Kim Woojae, Kim Ku Sang, Park Rae Woong
Department of Public Health and Medical Administration, Dongyang University, Yeongju, Korea.
Department of Biomedical Informatics, Ajou University School of Medicine, Suwon, Korea.; Breast Cancer Center, Ulsan City Hospital, Ulsan, Korea.
Healthc Inform Res. 2016 Apr;22(2):89-94. doi: 10.4258/hir.2016.22.2.89. Epub 2016 Apr 30.
Breast cancer has a high rate of recurrence, resulting in the need for aggressive treatment and close follow-up. However, previously established classification guidelines, based on expert panels or regression models, are controversial. Prediction models based on machine learning show excellent performance, but they are not widely used because they cannot explain their decisions and cannot be presented on paper in the way that knowledge is customarily represented in the clinical world. The principal objective of this study was to develop a nomogram based on a naïve Bayesian model for the prediction of breast cancer recurrence within 5 years after breast cancer surgery.

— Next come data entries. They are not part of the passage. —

use jiff::civil::date;

use synoptic_core::{
    AnswerStore, Condition, FieldSchema, FormSchema, LineTemplate, ListEntry, NumericRange,
    SectionSchema,
};
use synoptic_export::assemble_report;

fn form(lines: Vec<LineTemplate>) -> FormSchema {
    let mut section = SectionSchema::new("TUMOR")
        .field(FieldSchema::select(
            "method",
            "Method",
            &["Exact", "At least", "Cannot be determined"],
        ))
        .field(
            FieldSchema::number("size", "Size", NumericRange::measurement())
                .visible_when(Condition::equals("method", "Exact")),
        )
        .field(FieldSchema::checkbox("left", "Left"))
        .field(FieldSchema::checkbox("right", "Right"))
        .field(FieldSchema::text("right_detail", "Right detail"))
        .field(FieldSchema::textarea("note", "Note"));
    for line in lines {
        section = section.line(line);
    }
    FormSchema {
        id: "test".to_string(),
        name: "Test".to_string(),
        title: "TEST PATHOLOGY REPORT".to_string(),
        standard: "AJCC 8th Edition".to_string(),
        posting_date: "June 2025".to_string(),
        slug: "test".to_string(),
        sections: vec![section],
    }
}

fn body(schema: &FormSchema, store: &AnswerStore) -> Vec<String> {
    let report = assemble_report(schema, store, date(2025, 1, 2));
    report
        .lines()
        .skip_while(|l| *l != "TUMOR")
        .skip(1)
        .take_while(|l| !l.is_empty())
        .map(str::to_string)
        .collect()
}

#[test]
fn first_of_takes_the_first_alternative_that_emits() {
    let schema = form(vec![LineTemplate::first_of(vec![
        LineTemplate::value("Size", "size").with_suffix(" cm"),
        LineTemplate::when(
            Condition::equals("method", "Cannot be determined"),
            LineTemplate::fixed("Size: Cannot be determined"),
        ),
        LineTemplate::fixed("Size: not reported"),
    ])]);

    let store = AnswerStore::new("test").with("method", "Exact").with("size", 2.5);
    assert_eq!(body(&schema, &store), ["Size: 2.5 cm"]);

    let store = AnswerStore::new("test")
        .with("method", "Cannot be determined")
        .with("size", 2.5);
    assert_eq!(body(&schema, &store), ["Size: Cannot be determined"]);

    assert_eq!(body(&schema, &AnswerStore::new("test")), ["Size: not reported"]);
}

#[test]
fn broken_templates_are_omitted() {
    let schema = form(vec![
        LineTemplate::template("Size: {{ size | no_such_filter }}").requires(&["size"]),
        LineTemplate::template("{% if size is defined %}{% endif %}").optional(&["size"]),
        LineTemplate::value("Method", "method"),
    ]);
    let store = AnswerStore::new("test").with("method", "Exact").with("size", 1.0);
    assert_eq!(body(&schema, &store), ["Method: Exact"]);
}

#[test]
fn template_waits_for_required_keys() {
    let schema = form(vec![
        LineTemplate::template("Tumor Size: {{ size }} cm ({{ method }})")
            .requires(&["size", "method"]),
    ]);
    assert!(body(&schema, &AnswerStore::new("test").with("method", "Exact")).is_empty());

    let store = AnswerStore::new("test").with("method", "Exact").with("size", 3.0);
    assert_eq!(body(&schema, &store), ["Tumor Size: 3 cm (Exact)"]);
}

#[test]
fn lists_bullets_and_details() {
    let entries = vec![
        ListEntry::new("left", "Left"),
        ListEntry::new("right", "Right").with_detail("right_detail"),
    ];
    let schema = form(vec![
        LineTemplate::list("Laterality", entries.clone())
            .with_detail(LineTemplate::value("Note", "note")),
        LineTemplate::bullets(entries),
    ]);

    let store = AnswerStore::new("test")
        .with("left", true)
        .with("right", true)
        .with("right_detail", "upper pole")
        .with("note", "bilateral");
    assert_eq!(
        body(&schema, &store),
        [
            "Laterality: Left, Right (upper pole)",
            "  Note: bilateral",
            "- Left",
            "- Right (upper pole)",
        ]
    );

    // A detail never prints without its parent line.
    let store = AnswerStore::new("test").with("note", "bilateral");
    assert!(body(&schema, &store).is_empty());
}

#[test]
fn titled_groups_print_only_when_they_emit() {
    let mut schema = form(Vec::new());
    schema.sections[0] = schema.sections[0].clone().section(
        SectionSchema::new("Additional dimensions")
            .visible_when(Condition::equals("method", "Exact"))
            .line(LineTemplate::value("Size", "size")),
    );

    let store = AnswerStore::new("test").with("method", "Exact");
    assert!(body(&schema, &store).is_empty());

    let store = store.with("size", 4.0);
    assert_eq!(body(&schema, &store), ["Additional dimensions", "  Size: 4"]);
}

The nomogram can provide a visual explanation of the predicted probabilities on a sheet of paper. We used a data set from a Korean tertiary teaching hospital of 679 patients who had undergone breast cancer surgery between 1994 and 2002. Seven prognostic factors were selected as independent variables for the model.
The accuracy was 80%, and the area under the receiver operating characteristics curve (AUC) of the model was 0.81.
The nomogram can be easily used in daily practice to aid physicians and patients in making appropriate treatment decisions after breast cancer surgery.
乳腺癌复发率高,因此需要积极治疗和密切随访。然而,先前基于专家小组或回归模型制定的分类指南存在争议。基于机器学习的预测模型表现出色,但由于无法解释其决策过程,且不能以临床领域惯常表示知识的方式呈现在纸上,所以未得到广泛应用。本研究的主要目的是开发一种基于朴素贝叶斯模型的列线图,用于预测乳腺癌手术后5年内的复发情况。
该列线图可在一张纸上直观地解释预测概率。我们使用了韩国一家三级教学医院1994年至2002年间679例接受乳腺癌手术患者的数据集。选择七个预后因素作为模型的自变量。
准确率为80%,模型的受试者工作特征曲线(AUC)下面积为0.81。
该列线图可在日常实践中轻松使用,以帮助医生和患者在乳腺癌手术后做出适当的治疗决策。